Heydrich, con su habitual sequedad, lo dejó con la palabra en la boca. Los tacones de sus botas repiquetearon sobre el suelo reflejando sus nervios.

—¿Perdone?

—Que, por lo que veo, apenas ha hecho nada.

Luther se revolvió en el sillón empezando a sentirse francamente incómodo mientras le contestaba.

—En Wewelsburg le dije a Von Sievers que este no era un proyecto de meses, sino de años, y no pocos. Supongo que así tuvo que transmitírselo.

—Lo hizo, sí, pero de ese comentario han pasado ya diez meses. Y por lo que veo, todavía sigue pensando los pasos que dar. Me preocupa. Así es como lo pienso y así quiero que lo sepa. —Su gesto se endureció—. Últimamente me viene preocupando el proyecto, me preocupan sus inexplicables retrasos, y ahora me preocupa usted. Usted y su pasado.

A Luther se le secó la boca de golpe.

Heydrich lo miró fijamente a los ojos y mantuvo un excesivo silencio que su invitado no supo interpretar. Unos toques en la puerta, y la voz de Olga, confirmaron que el coche los esperaba a la entrada del edificio.

—Nos vamos a Dachau, herr Krugg. Quiero contrastar una confesión que ha hecho uno de los presos sobre usted.

—¿A Dachau? ¿Ahora?... ¿Cómo? No sé a qué se refiere.

Heydrich no le contestó, pero Luther recordó inmediatamente la cara del recluso al que había reconocido en una de sus primeras visitas al campo: su antiguo jefe de milicias socialistas Guido Strehler. Alguien con quien había coincidido en su época estudiantil, tan loca en fervores políticos. Su mente se puso a trabajar a toda velocidad buscando qué podía hacer. Dachau era el infierno, y si el tal Guido les había contado algo, su destino iba a consistir en engrosar su lista de presos. Sintió tanta presión en el pecho que empezó a faltarle el aire. Cuando entró en el vehículo oficial del hombre más frío y seguramente más cruel de toda Alemania, empezó a ser consciente de que su trayecto podía ser solo de ida.

Durante el camino apenas hablaron, pero las pocas frases que se intercambiaron resultaron nefastas para el penoso estado de incertidumbre de Luther.

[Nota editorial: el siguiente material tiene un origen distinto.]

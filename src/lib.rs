// Only allow lints that are either transitive-dependency noise or
// genuinely opinionated style choices that don't indicate real issues.
#![allow(
    // Transitive dependency version mismatches we can't control
    clippy::multiple_crate_versions,
    // module_name_repetitions is pure style preference (e.g. convert::ConversionResult)
    clippy::module_name_repetitions
)]

//! # Newsletter Creator
//!
//! A terminal MJML editor that converts email templates to HTML as you type.
//!
//! The screen is split in two:
//! - the MJML source on the left, with errors and warnings underneath
//! - the generated HTML on the right, as a text preview or highlighted code
//!
//! Conversion runs after edits settle, the result can be copied to the
//! clipboard or saved as `newsletter.html`.
//!
//! ## Architecture
//!
//! The application uses The Elm Architecture (TEA) pattern:
//! - **Model**: Application state
//! - **Message**: Events and actions
//! - **Update**: Pure state transitions
//! - **View**: Render to terminal
//!
//! ## Modules
//!
//! - [`app`]: Main application loop and state
//! - [`convert`]: MJML compilation, validation and formatting
//! - [`editor`]: Source text buffer
//! - [`preview`]: Sandboxed text rendering of the output
//! - [`highlight`]: Syntax highlighting of the output markup
//! - [`export`]: Clipboard and download
//! - [`ui`]: Terminal UI components
//! - [`watcher`]: File watching
//! - [`config`]: Saved command-line defaults

pub mod app;
pub mod config;
pub mod convert;
pub mod editor;
pub mod export;
pub mod highlight;
pub mod preview;
pub mod timer;
pub mod ui;
pub mod watcher;

/// Re-export commonly used types
pub mod prelude {
    pub use crate::app::{App, Message, Model};
    pub use crate::convert::{ConversionResult, Converter};
    pub use crate::ui::viewport::Viewport;
}
//! Background threads that run one conversion attempt each.

use std::panic::{AssertUnwindSafe, catch_unwind};
use std::sync::Arc;
use std::sync::mpsc::{self, Receiver, Sender};

use super::{ConversionResult, Converter, FALLBACK_FAILURE_MESSAGE};

/// A conversion attempt that has run to completion.
#[derive(Debug, Clone, PartialEq, Eq)]
pub struct Finished {
    pub seq: u64,
    pub result: ConversionResult,
}

/// Runs each conversion attempt on its own thread.
///
/// Attempts are never cancelled. Results come back in completion order,
/// which is not necessarily dispatch order.
pub struct ConversionWorker {
    converter: Arc<Converter>,
    tx: Sender<Finished>,
    rx: Receiver<Finished>,
    next_seq: u64,
}

impl ConversionWorker {
    pub fn new(converter: Arc<Converter>) -> Self {
        let (tx, rx) = mpsc::channel();
        Self {
            converter,
            tx,
            rx,
            next_seq: 1,
        }
    }

    /// Start converting `source` and return the attempt's sequence number.
    pub fn dispatch(&mut self, source: String) -> u64 {
        let seq = self.next_seq;
        self.next_seq += 1;

        let converter = Arc::clone(&self.converter);
        let tx = self.tx.clone();
        std::thread::spawn(move || {
            let result = catch_unwind(AssertUnwindSafe(|| converter.convert(&source)))
                .unwrap_or_else(|_| {
                    tracing::warn!(seq, "conversion thread panicked");
                    ConversionResult::Failure {
                        message: FALLBACK_FAILURE_MESSAGE.to_string(),
                    }
                });
            let _ = tx.send(Finished { seq, result });
        });
        tracing::debug!(seq, "conversion dispatched");
        seq
    }

    /// Collect every attempt that finished since the last call.
    pub fn drain_finished(&self) -> Vec<Finished> {
        self.rx.try_iter().collect()
    }

    /// Block until the next attempt finishes.
    pub fn wait_finished(&self) -> Option<Finished> {
        self.rx.recv().ok()
    }
}

impl std::fmt::Debug for ConversionWorker {
    fn fmt(&self, f: &mut std::fmt::Formatter<'_>) -> std::fmt::Result {
        f.debug_struct("ConversionWorker")
            .field("next_seq", &self.next_seq)
            .finish_non_exhaustive()
    }
}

—Espero por su bien —le soltó Heydrich, a escasos metros del control de entrada al campo— que lo que ese hombre ha dicho no sea cierto. Porque de lo contrario no sé cómo me cobraría mi decepción.

A la llegada a Dachau, la lividez en Luther era constatable a distancia. Viéndolo recorrer los escasos pasos desde el coche en el que había llegado a la puerta forjada del campo de Dachau, con la cabeza baja y en un coro de suspiros, daba más la imagen de un preso que la de un visitante.

En la entrada los esperaba el capitán Mayer con expresión grave.

—Está en las duchas. Síganme.

Luther y Heydrich fueron tras él, de camino al pabellón central donde estaban las cocinas, unos cuantos almacenes y los baños. A la perra la dejaron con un teniente a las puertas del campo. Luther tenía la sensación de estar caminando hacia el patíbulo. Solo sentía pena al pensar en su mujer, a la que sin duda no volvería a ver en mucho tiempo. Si es que alguna vez lo conseguía.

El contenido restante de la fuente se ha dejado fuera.